PROMPT >> Read the records and gather each line that includes "when".

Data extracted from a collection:
################
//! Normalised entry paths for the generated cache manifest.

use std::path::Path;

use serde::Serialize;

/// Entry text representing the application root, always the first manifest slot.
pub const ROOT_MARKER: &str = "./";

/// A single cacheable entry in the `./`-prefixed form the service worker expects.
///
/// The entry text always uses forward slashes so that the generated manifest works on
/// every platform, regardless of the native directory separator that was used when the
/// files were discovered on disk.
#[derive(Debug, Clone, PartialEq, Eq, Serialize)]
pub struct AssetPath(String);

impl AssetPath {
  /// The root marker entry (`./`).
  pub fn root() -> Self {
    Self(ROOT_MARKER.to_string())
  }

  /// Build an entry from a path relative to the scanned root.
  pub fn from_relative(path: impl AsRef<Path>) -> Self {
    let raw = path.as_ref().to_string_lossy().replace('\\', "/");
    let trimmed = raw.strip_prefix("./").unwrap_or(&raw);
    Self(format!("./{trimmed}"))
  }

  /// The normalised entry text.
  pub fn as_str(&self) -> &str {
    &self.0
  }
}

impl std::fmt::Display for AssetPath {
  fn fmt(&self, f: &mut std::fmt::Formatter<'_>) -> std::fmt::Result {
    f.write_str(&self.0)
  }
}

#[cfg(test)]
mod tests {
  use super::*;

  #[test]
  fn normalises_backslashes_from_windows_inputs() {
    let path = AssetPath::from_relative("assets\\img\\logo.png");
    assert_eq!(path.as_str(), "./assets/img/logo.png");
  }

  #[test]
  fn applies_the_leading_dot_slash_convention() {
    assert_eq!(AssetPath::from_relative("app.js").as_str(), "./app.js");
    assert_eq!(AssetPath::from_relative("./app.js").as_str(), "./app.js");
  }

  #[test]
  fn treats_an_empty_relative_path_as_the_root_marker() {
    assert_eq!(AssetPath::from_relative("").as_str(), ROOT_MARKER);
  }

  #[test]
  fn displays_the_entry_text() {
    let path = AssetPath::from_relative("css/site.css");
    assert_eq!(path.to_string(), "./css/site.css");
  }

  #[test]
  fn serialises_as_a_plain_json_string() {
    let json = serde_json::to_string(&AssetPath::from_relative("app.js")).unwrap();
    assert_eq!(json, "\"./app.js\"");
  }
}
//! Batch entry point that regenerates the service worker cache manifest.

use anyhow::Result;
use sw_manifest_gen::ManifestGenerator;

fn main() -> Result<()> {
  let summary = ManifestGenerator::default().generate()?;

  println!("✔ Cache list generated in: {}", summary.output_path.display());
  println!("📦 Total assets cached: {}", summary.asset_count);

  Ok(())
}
################
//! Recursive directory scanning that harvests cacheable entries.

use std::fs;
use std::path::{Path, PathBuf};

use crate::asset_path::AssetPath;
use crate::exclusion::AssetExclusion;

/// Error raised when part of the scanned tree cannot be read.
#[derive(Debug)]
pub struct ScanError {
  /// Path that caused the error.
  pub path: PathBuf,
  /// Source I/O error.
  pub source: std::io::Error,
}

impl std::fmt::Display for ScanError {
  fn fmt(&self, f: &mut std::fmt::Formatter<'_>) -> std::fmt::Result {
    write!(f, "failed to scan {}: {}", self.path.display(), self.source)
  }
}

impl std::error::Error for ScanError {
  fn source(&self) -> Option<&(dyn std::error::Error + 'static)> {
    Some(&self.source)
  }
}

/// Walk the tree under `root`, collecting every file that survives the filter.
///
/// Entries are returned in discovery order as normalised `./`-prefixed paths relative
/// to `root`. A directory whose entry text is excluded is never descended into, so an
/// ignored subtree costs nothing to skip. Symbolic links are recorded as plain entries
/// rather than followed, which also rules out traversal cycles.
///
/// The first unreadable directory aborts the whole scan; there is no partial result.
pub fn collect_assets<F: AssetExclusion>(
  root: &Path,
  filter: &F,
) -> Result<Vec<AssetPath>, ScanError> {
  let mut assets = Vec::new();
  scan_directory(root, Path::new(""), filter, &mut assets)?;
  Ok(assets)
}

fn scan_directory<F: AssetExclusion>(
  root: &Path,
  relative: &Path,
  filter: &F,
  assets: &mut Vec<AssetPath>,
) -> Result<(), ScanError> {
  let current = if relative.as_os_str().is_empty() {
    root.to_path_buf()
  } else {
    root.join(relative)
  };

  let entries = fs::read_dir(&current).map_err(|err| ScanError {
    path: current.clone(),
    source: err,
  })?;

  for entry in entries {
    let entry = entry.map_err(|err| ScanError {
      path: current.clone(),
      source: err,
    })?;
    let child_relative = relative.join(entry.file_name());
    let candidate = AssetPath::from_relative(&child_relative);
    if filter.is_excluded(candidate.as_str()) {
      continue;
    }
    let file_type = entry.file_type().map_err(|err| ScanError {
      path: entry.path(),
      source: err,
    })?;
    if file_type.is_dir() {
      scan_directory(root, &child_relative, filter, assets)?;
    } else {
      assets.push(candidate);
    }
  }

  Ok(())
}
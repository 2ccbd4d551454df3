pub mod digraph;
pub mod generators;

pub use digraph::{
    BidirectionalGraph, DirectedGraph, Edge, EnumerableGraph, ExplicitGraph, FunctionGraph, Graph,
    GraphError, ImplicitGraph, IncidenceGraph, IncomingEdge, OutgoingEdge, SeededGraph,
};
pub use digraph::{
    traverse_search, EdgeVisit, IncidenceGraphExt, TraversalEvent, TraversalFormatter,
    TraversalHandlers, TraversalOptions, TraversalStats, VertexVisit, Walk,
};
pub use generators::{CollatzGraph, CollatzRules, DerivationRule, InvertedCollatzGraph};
################
RESULT >>
/// every platform, regardless of the native directory separator that was used when the
/// Error raised when part of the scanned tree cannot be read.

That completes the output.